Challenging Untouchability : Dalit Initiative and Experience from Karnataka/edited by Simon R. Charsley and G.K. Karanth. 322 p., $27. ISBN 81-7036-721-2. [Cultural Subordination and the Dalit Challenge, Volume 1].

Contents: Preface. 1. Dalits and state action: the 'SCs'/Simon R. Charsley and G.K. Karanth. 2. Caste, cultural resources and social mobility/Simon R. Charsley. 3. Escaping domination: Rajapura's untouchables/G.K. Karanth. 4. Privilege and conformity: the Madars of Nuliyur/K.G. Gayathri Devi. 5. Female enterprise and male employment: Thigala Holeyas of Akkahalli/K.G. Gayathri Devi. 6. Checks to integration: AKs of Mahepura/Neil Armstrong. 7. Caste metamorphosis: the Korachas of Dharmapura/E.N. Ashok Kumar. 8. Increasing autonomy: the Harijans of Rateyur/Simon R. Charsley. 9. Upward mobility of class formation? Samagars of Jenubhavi/E.N. Ashok Kumar. 10. Beyond untouchability? Local experience and society-wide implications/G.K. Karanth and Simon R. Charsley. Glossary. Bibliography. Index.

"Fifty years after Indian independence and at the end of a momentous century, a puzzling combination of unyielding deprivation and successful self-assertion characterises that large section of the population known as Dalits (the erstwhile 'Untouchables'). Despite growing awareness and considerable political organisation among them, the Dalits still commonly lack the resources to provide an adequate material life for themselves or even secure a better future for their children through education. This volume, the first in a new series, constitutes an important effort to understand the paradoxical situation of the Dalits and to capture the realities at the grassroots.

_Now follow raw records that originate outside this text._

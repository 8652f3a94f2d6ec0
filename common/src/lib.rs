// Copyright (c) 2025 sbksba
//
// This software is licensed under the terms of the MIT License.
// See the LICENSE file in the project root for the full license text.
pub mod token;

use chrono::{DateTime, NaiveDate, NaiveDateTime, Utc};
use serde::{Deserialize, Deserializer, Serialize};
use std::fmt;

pub use token::{Claims, TokenError};

/// Lifecycle state of a task.
///
/// Stored as snake_case text both on the wire and in the database.
#[derive(Serialize, Deserialize, Debug, Clone, Copy, PartialEq, Eq, Hash, sqlx::Type)]
#[serde(rename_all = "snake_case")]
#[sqlx(rename_all = "snake_case")]
pub enum TaskState {
    Todo,
    InProgress,
    Done,
    Archived,
}

impl TaskState {
    pub fn as_str(self) -> &'static str {
        match self {
            TaskState::Todo => "todo",
            TaskState::InProgress => "in_progress",
            TaskState::Done => "done",
            TaskState::Archived => "archived",
        }
    }
}

impl fmt::Display for TaskState {
    fn fmt(&self, f: &mut fmt::Formatter<'_>) -> fmt::Result {
        f.write_str(self.as_str())
    }
}

#[allow(clippy::doc_overindented_list_items)]
/// Represents a task within the system.
///
/// Derivation attributes (derive):
/// - `Serialize`, `Deserialize`: Allows conversion to/from JSON.
/// - `sqlx::FromRow`: Allows `sqlx` to create a `Task` instance directly
///    from a database result row.
///
/// `due_date` is decoded leniently: anything that is not a parseable
/// timestamp is read as "no due date".
#[derive(Serialize, Deserialize, Debug, Clone, PartialEq, sqlx::FromRow)]
pub struct Task {
    pub id: i64,

    #[serde(default)]
    pub owner_id: i64,

    pub title: String,

    #[serde(default)]
    pub description: String,

    pub state: TaskState,

    #[serde(default, deserialize_with = "lenient_timestamp")]
    pub due_date: Option<DateTime<Utc>>,

    pub created_at: DateTime<Utc>,

    #[serde(default)]
    pub reward: Option<String>,

    #[serde(default, deserialize_with = "lenient_timestamp")]
    pub started_at: Option<DateTime<Utc>>,

    #[serde(default, deserialize_with = "lenient_timestamp")]
    pub completed_at: Option<DateTime<Utc>>,
}

/// Structure used to receive task creation data from the API.
/// The state is not part of the payload: new tasks always start as `todo`.
#[derive(Serialize, Deserialize, Debug, Clone)]
pub struct CreateTaskPayload {
    pub title: String,
    #[serde(default)]
    pub description: String,
    #[serde(default, deserialize_with = "lenient_timestamp")]
    pub due_date: Option<DateTime<Utc>>,
    #[serde(default)]
    pub reward: Option<String>,
}

/// Partial update of a task's editable fields. `None` leaves a field untouched.
#[derive(Serialize, Deserialize, Debug, Clone, Default)]
pub struct UpdateTaskPayload {
    #[serde(default, skip_serializing_if = "Option::is_none")]
    pub title: Option<String>,
    #[serde(default, skip_serializing_if = "Option::is_none")]
    pub description: Option<String>,
    #[serde(
        default,
        deserialize_with = "lenient_timestamp",
        skip_serializing_if = "Option::is_none"
    )]
    pub due_date: Option<DateTime<Utc>>,
    #[serde(default, skip_serializing_if = "Option::is_none")]
    pub reward: Option<String>,
}

/// Explicit state transitions a task can go through.
#[derive(Serialize, Deserialize, Debug, Clone, Copy, PartialEq, Eq)]
#[serde(rename_all = "lowercase")]
pub enum TaskTransition {
    Start,
    Complete,
    Archive,
    Reopen,
}

impl TaskTransition {
    /// The state a task is in once the transition is applied.
    pub fn target_state(self) -> TaskState {
        match self {
            TaskTransition::Start => TaskState::InProgress,
            TaskTransition::Complete => TaskState::Done,
            TaskTransition::Archive => TaskState::Archived,
            TaskTransition::Reopen => TaskState::Todo,
        }
    }

    /// Path segment used by the REST API (`/api/tasks/{id}/{segment}`).
    pub fn as_str(self) -> &'static str {
        match self {
            TaskTransition::Start => "start",
            TaskTransition::Complete => "complete",
            TaskTransition::Archive => "archive",
            TaskTransition::Reopen => "reopen",
        }
    }
}

/// A user account, as exposed to clients. The password hash never leaves the server.
#[derive(Serialize, Deserialize, Debug, Clone, PartialEq, sqlx::FromRow)]
pub struct User {
    pub id: i64,
    pub email: String,
    pub is_active: bool,
    pub is_admin: bool,
    pub is_superadmin: bool,
    pub avatar_url: Option<String>,
    pub created_at: DateTime<Utc>,
    pub updated_at: DateTime<Utc>,
}

#[derive(Serialize, Deserialize, Debug, Clone)]
pub struct LoginPayload {
    pub email: String,
    pub password: String,
}

#[derive(Serialize, Deserialize, Debug, Clone)]
pub struct TokenResponse {
    pub access_token: String,
    pub token_type: String,
}

/// Self-service profile update.
#[derive(Serialize, Deserialize, Debug, Clone, Default)]
pub struct UpdateProfilePayload {
    pub avatar_url: Option<String>,
}

#[derive(Serialize, Deserialize, Debug, Clone)]
pub struct CreateUserPayload {
    pub email: String,
    pub password: String,
    #[serde(default)]
    pub is_admin: bool,
}

/// Admin-side account update. `is_admin` may only be changed by a superadmin.
#[derive(Serialize, Deserialize, Debug, Clone, Default)]
pub struct UpdateUserPayload {
    #[serde(default, skip_serializing_if = "Option::is_none")]
    pub is_active: Option<bool>,
    #[serde(default, skip_serializing_if = "Option::is_none")]
    pub is_admin: Option<bool>,
}

#[derive(Serialize, Deserialize, Debug, Clone, PartialEq, Eq)]
pub struct PurgeReport {
    pub purged: u64,
}

/// Parses a timestamp the way the task API accepts them: RFC 3339, a naive
/// date-time (read as UTC), or a bare date (midnight UTC).
pub fn parse_timestamp(raw: &str) -> Option<DateTime<Utc>> {
    let raw = raw.trim();
    if let Ok(ts) = DateTime::parse_from_rfc3339(raw) {
        return Some(ts.with_timezone(&Utc));
    }
    if let Ok(naive) = NaiveDateTime::parse_from_str(raw, "%Y-%m-%dT%H:%M:%S%.f") {
        return Some(naive.and_utc());
    }
    NaiveDate::parse_from_str(raw, "%Y-%m-%d")
        .ok()
        .and_then(|date| date.and_hms_opt(0, 0, 0))
        .map(|naive| naive.and_utc())
}

fn lenient_timestamp<'de, D>(deserializer: D) -> Result<Option<DateTime<Utc>>, D::Error>
where
    D: Deserializer<'de>,
{
    let value = Option::<serde_json::Value>::deserialize(deserializer)?;
    Ok(value
        .as_ref()
        .and_then(serde_json::Value::as_str)
        .and_then(parse_timestamp))
}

"The contributors describe the status of rural untouchable cases and study their efforts to challenge the daily humiliations they face. They reveal the vitality of Dalit movements and the contribution they are making to reshaping Indian society. By focusing, within a theoretical and comparative framework, on a series of contrasting communities drawn from different regions of Karnataka, the volume provides a vivid and nuanced account of a section of the Indian population which is too often ignored when it is not grossly misrepresented and misunderstood.

"Among the aspects discussed are the initiatives of Dalits to break out of the limitations imposed by ancient traditions; the strategies devised by them and the cultural resources they draw upon; and both the successes and failures of these initiatives. The contributors delineate a range of distinctive local realities and provide explanations for their specificities in terms of local social formations and the impact of larger processes of socioeconomic change.

"Depicting the process of fundamental changes and the challenges of social mobility at the village level, this pioneering volume will be essential reading for those involved in Dalit studies, sociology, anthropology, political science, development studies and cultural studies. It will also be of value to NGOs, administrators and political and human rights organisations."

[Simon R. Charsley is Senior Lecturer in the Department of Sociology, University of Glasgow.

G.K. Karanth is Professor and Head, Sociology Unit, Institute for Social and Economic Change, Bangalore.]